PROBLEM STATEMENT = Only one stretch of the listing below is wanted. Begin at the line that has "CommentBuilder::default()", stop after the line that has "assert_eq!(stored.comments[0].comment, comment);", and repeat every line in between exactly.

——

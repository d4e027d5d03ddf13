use std::str::FromStr;

use anyhow::Context;
use derive_builder::Builder;
use sqlx::sqlite::{SqliteConnectOptions, SqlitePool, SqlitePoolOptions};

use crate::data::{Comment, Dish};

const SCHEMA: &str = r#"
CREATE TABLE IF NOT EXISTS dish (
    id          TEXT PRIMARY KEY NOT NULL,
    name        TEXT NOT NULL,
    image       TEXT NOT NULL DEFAULT '',
    category    TEXT NOT NULL DEFAULT '',
    featured    BOOLEAN NOT NULL DEFAULT 0,
    label       TEXT NOT NULL DEFAULT '',
    price       REAL NOT NULL DEFAULT 0,
    description TEXT NOT NULL DEFAULT ''
);

CREATE TABLE IF NOT EXISTS comment (
    id      INTEGER PRIMARY KEY AUTOINCREMENT,
    dish    TEXT NOT NULL REFERENCES dish (id) ON DELETE CASCADE,
    author  TEXT NOT NULL,
    rating  INTEGER NOT NULL,
    comment TEXT NOT NULL,
    date    TEXT NOT NULL
);
"#;

pub async fn connect(database_url: &str) -> anyhow::Result<SqlitePool> {
    let options = SqliteConnectOptions::from_str(database_url)
        .with_context(|| format!("invalid database url {database_url}"))?
        .create_if_missing(true);
    let mut pool_options = SqlitePoolOptions::new().max_connections(5);
    if database_url.contains(":memory:") {
        // an in-memory database only lives as long as its one connection
        pool_options = pool_options
            .max_connections(1)
            .idle_timeout(None)
            .max_lifetime(None);
    }
    let pool = pool_options
        .connect_with(options)
        .await
        .with_context(|| format!("fail to open database {database_url}"))?;
    Ok(pool)
}

pub async fn migrate(db_conn: &SqlitePool) -> anyhow::Result<()> {
    sqlx::query(SCHEMA)
        .execute(db_conn)
        .await
        .context("fail to create tables")?;
    Ok(())
}

#[derive(Builder)]
pub struct NewDishProps {
    #[builder(setter(into))]
    id: String,
    #[builder(setter(into))]
    name: String,
    #[builder(setter(into), default)]
    image: String,
    #[builder(setter(into), default)]
    category: String,
    #[builder(default)]
    featured: bool,
    #[builder(setter(into), default)]
    label: String,
    #[builder(default)]
    price: f64,
    #[builder(setter(into), default)]
    description: String,
}

pub async fn add_dish(db_conn: &SqlitePool, props: NewDishProps) -> anyhow::Result<()> {
    let NewDishProps {
        id,
        name,
        image,
        category,
        featured,
        label,
        price,
        description,
    } = props;

    sqlx::query(
        r#"
INSERT INTO dish
    (id, name, image, category, featured, label, price, description)
VALUES
    (?, ?, ?, ?, ?, ?, ?, ?)"#,
    )
    .bind(&id)
    .bind(&name)
    .bind(image)
    .bind(category)
    .bind(featured)
    .bind(label)
    .bind(price)
    .bind(description)
    .execute(db_conn)
    .await
    .with_context(|| format!("fail to add dish {id} {name}"))?;

    Ok(())
}

/// Insert `dishes` with their comments, unless the menu already has entries.
/// Returns how many dishes were inserted.
pub async fn seed_dishes(db_conn: &SqlitePool, dishes: &[Dish]) -> anyhow::Result<usize> {
    let (count,): (i64,) = sqlx::query_as("SELECT COUNT(*) FROM dish")
        .fetch_one(db_conn)
        .await?;
    if count > 0 {
        return Ok(0);
    }

    for dish in dishes {
        let props = NewDishPropsBuilder::default()
            .id(dish.id.as_str())
            .name(dish.name.as_str())
            .image(dish.image.as_str())
            .category(dish.category.as_str())
            .featured(dish.featured)
            .label(dish.label.as_str())
            .price(dish.price)
            .description(dish.description.as_str())
            .build()?;
        add_dish(db_conn, props).await?;
        for comment in &dish.comments {
            add_comment(db_conn, &dish.id, comment).await?;
        }
    }
    Ok(dishes.len())
}

pub async fn add_comment<'e, E>(db_conn: E, dish: &str, comment: &Comment) -> anyhow::Result<()>
where
    E: sqlx::Executor<'e, Database = sqlx::Sqlite>,
{
    sqlx::query("INSERT INTO comment (dish, author, rating, comment, date) VALUES (?, ?, ?, ?, ?)")
        .bind(dish)
        .bind(&comment.author)
        .bind(i64::from(comment.rating))
        .bind(&comment.comment)
        .bind(&comment.date)
        .execute(db_conn)
        .await
        .with_context(|| format!("fail to add comment to dish {dish}"))?;
    Ok(())
}

#[derive(sqlx::FromRow)]
struct DishRow {
    id: String,
    name: String,
    image: String,
    category: String,
    featured: bool,
    label: String,
    price: f64,
    description: String,
}

#[derive(sqlx::FromRow)]
struct CommentRow {
    author: String,
    rating: i64,
    comment: String,
    date: String,
}

impl From<CommentRow> for Comment {
    fn from(row: CommentRow) -> Self {
        Self {
            author: row.author,
            // the column only ever receives u8 values
            rating: u8::try_from(row.rating).unwrap_or(u8::MAX),
            comment: row.comment,
            date: row.date,
        }
    }
}

impl DishRow {
    fn into_dish(self, comments: Vec<Comment>) -> Dish {
        Dish {
            id: self.id,
            name: self.name,
            image: self.image,
            category: self.category,
            featured: self.featured,
            label: self.label,
            price: self.price,
            description: self.description,
            comments,
        }
    }
}

async fn get_comments(db_conn: &SqlitePool, dish: &str) -> anyhow::Result<Vec<Comment>> {
    let rows = sqlx::query_as::<_, CommentRow>(
        "SELECT author, rating, comment, date FROM comment WHERE dish = ? ORDER BY id",
    )
    .bind(dish)
    .fetch_all(db_conn)
    .await
    .with_context(|| format!("fail to get comments of dish {dish}"))?;
    Ok(rows.into_iter().map(Comment::from).collect())
}

/// Dish identifiers in insertion order.
pub async fn get_dish_ids(db_conn: &SqlitePool) -> anyhow::Result<Vec<String>> {
    let ids: Vec<(String,)> = sqlx::query_as("SELECT id FROM dish ORDER BY rowid")
        .fetch_all(db_conn)
        .await
        .context("fail to list dish ids")?;
    Ok(ids.into_iter().map(|(id,)| id).collect())
}

pub async fn get_dishes(db_conn: &SqlitePool) -> anyhow::Result<Vec<Dish>> {
    let rows = sqlx::query_as::<_, DishRow>("SELECT * FROM dish ORDER BY rowid")
        .fetch_all(db_conn)
        .await
        .context("fail to list dishes")?;

    let mut dishes = Vec::with_capacity(rows.len());
    for row in rows {
        let comments = get_comments(db_conn, &row.id).await?;
        dishes.push(row.into_dish(comments));
    }
    Ok(dishes)
}

pub async fn get_dish(db_conn: &SqlitePool, id: &str) -> anyhow::Result<Option<Dish>> {
    let row = sqlx::query_as::<_, DishRow>("SELECT * FROM dish WHERE id = ?")
        .bind(id)
        .fetch_optional(db_conn)
        .await
        .with_context(|| format!("fail to get dish {id}"))?;

    let Some(row) = row else { return Ok(None) };
    let comments = get_comments(db_conn, id).await?;
    Ok(Some(row.into_dish(comments)))
}

/// Replace a stored dish and its comments. Returns `None` if no dish has that id.
pub async fn put_dish(db_conn: &SqlitePool, dish: &Dish) -> anyhow::Result<Option<Dish>> {
    let mut tx = db_conn.begin().await?;

    let updated = sqlx::query(
        r#"
UPDATE dish
SET name = ?, image = ?, category = ?, featured = ?, label = ?, price = ?, description = ?
WHERE id = ?"#,
    )
    .bind(&dish.name)
    .bind(&dish.image)
    .bind(&dish.category)
    .bind(dish.featured)
    .bind(&dish.label)
    .bind(dish.price)
    .bind(&dish.description)
    .bind(&dish.id)
    .execute(&mut tx)
    .await
    .with_context(|| format!("fail to update dish {}", dish.id))?
    .rows_affected();

    if updated == 0 {
        tx.rollback().await?;
        return Ok(None);
    }

    sqlx::query("DELETE FROM comment WHERE dish = ?")
        .bind(&dish.id)
        .execute(&mut tx)
        .await?;
    for comment in &dish.comments {
        add_comment(&mut tx, &dish.id, comment).await?;
    }
    tx.commit().await?;

    get_dish(db_conn, &dish.id).await
}

#[cfg(test)]
mod tests {
    use super::*;
    use crate::data::CommentBuilder;

    async fn memory_db() -> SqlitePool {
        let db = connect("sqlite::memory:").await.unwrap();
        migrate(&db).await.unwrap();
        db
    }

    fn new_dish(id: &str, name: &str) -> NewDishProps {
        NewDishPropsBuilder::default()
            .id(id)
            .name(name)
            .image("images/uthappizza.png")
            .price(4.99)
            .build()
            .unwrap()
    }

    #[tokio::test]
    async fn test_ids_keep_insertion_order() {
        let db = memory_db().await;
        for (id, name) in [("2", "Vadonut"), ("0", "Uthappizza"), ("1", "Zucchipakoda")] {
            add_dish(&db, new_dish(id, name)).await.unwrap();
        }

        assert_eq!(get_dish_ids(&db).await.unwrap(), vec!["2", "0", "1"]);
        let names: Vec<_> = get_dishes(&db)
            .await
            .unwrap()
            .into_iter()
            .map(|d| d.name)
            .collect();
        assert_eq!(names, vec!["Vadonut", "Uthappizza", "Zucchipakoda"]);
    }

    #[tokio::test]
    async fn test_get_missing_dish() {
        let db = memory_db().await;
        assert!(get_dish(&db, "404").await.unwrap().is_none());
    }

    #[tokio::test]
    async fn test_put_dish_replaces_comments() {
        let db = memory_db().await;
        add_dish(&db, new_dish("0", "Uthappizza")).await.unwrap();

        let mut dish = get_dish(&db, "0").await.unwrap().unwrap();
        assert!(dish.comments.is_empty());

        let comment = "Very good chicken, love from WuHan";
        dish.comments.push(
            CommentBuilder::default()
                .author("Avimitin")
                .rating(5u8)
                .comment(comment)
                .build()
                .unwrap(),
        );
        dish.label = "Hot".to_string();

        let stored = put_dish(&db, &dish).await.unwrap().unwrap();
        assert_eq!(stored, dish);
        assert_eq!(stored.comments[0].comment, comment);

        // a second put does not duplicate earlier comments
        let stored = put_dish(&db, &stored).await.unwrap().unwrap();
        assert_eq!(stored.comments.len(), 1);
    }

    #[tokio::test]
    async fn test_put_unknown_dish() {
        let db = memory_db().await;
        let ghost: Dish = serde_json::from_str(r#"{"id":"ghost","name":"Nothing"}"#).unwrap();
        assert!(put_dish(&db, &ghost).await.unwrap().is_none());
        assert!(get_dish_ids(&db).await.unwrap().is_empty());
    }

    #[tokio::test]
    async fn test_seed_only_when_empty() {
        let db = memory_db().await;
        let dishes: Vec<Dish> = serde_json::from_str(
            r#"[
                {"id":"0","name":"Uthappizza","comments":[
                    {"author":"John Lemon","rating":5,"comment":"Imagine all the eatables","date":"2012-10-16T17:57:28.556Z"}
                ]},
                {"id":"1","name":"Zucchipakoda"}
            ]"#,
        )
        .unwrap();

        assert_eq!(seed_dishes(&db, &dishes).await.unwrap(), 2);
        assert_eq!(seed_dishes(&db, &dishes).await.unwrap(), 0);

        let dish = get_dish(&db, "0").await.unwrap().unwrap();
        assert_eq!(dish, dishes[0]);
    }
}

——

RESULT BELOW =
            CommentBuilder::default()
                .author("Avimitin")
                .rating(5u8)
                .comment(comment)
                .build()
                .unwrap(),
        );
        dish.label = "Hot".to_string();

        let stored = put_dish(&db, &dish).await.unwrap().unwrap();
        assert_eq!(stored, dish);
        assert_eq!(stored.comments[0].comment, comment);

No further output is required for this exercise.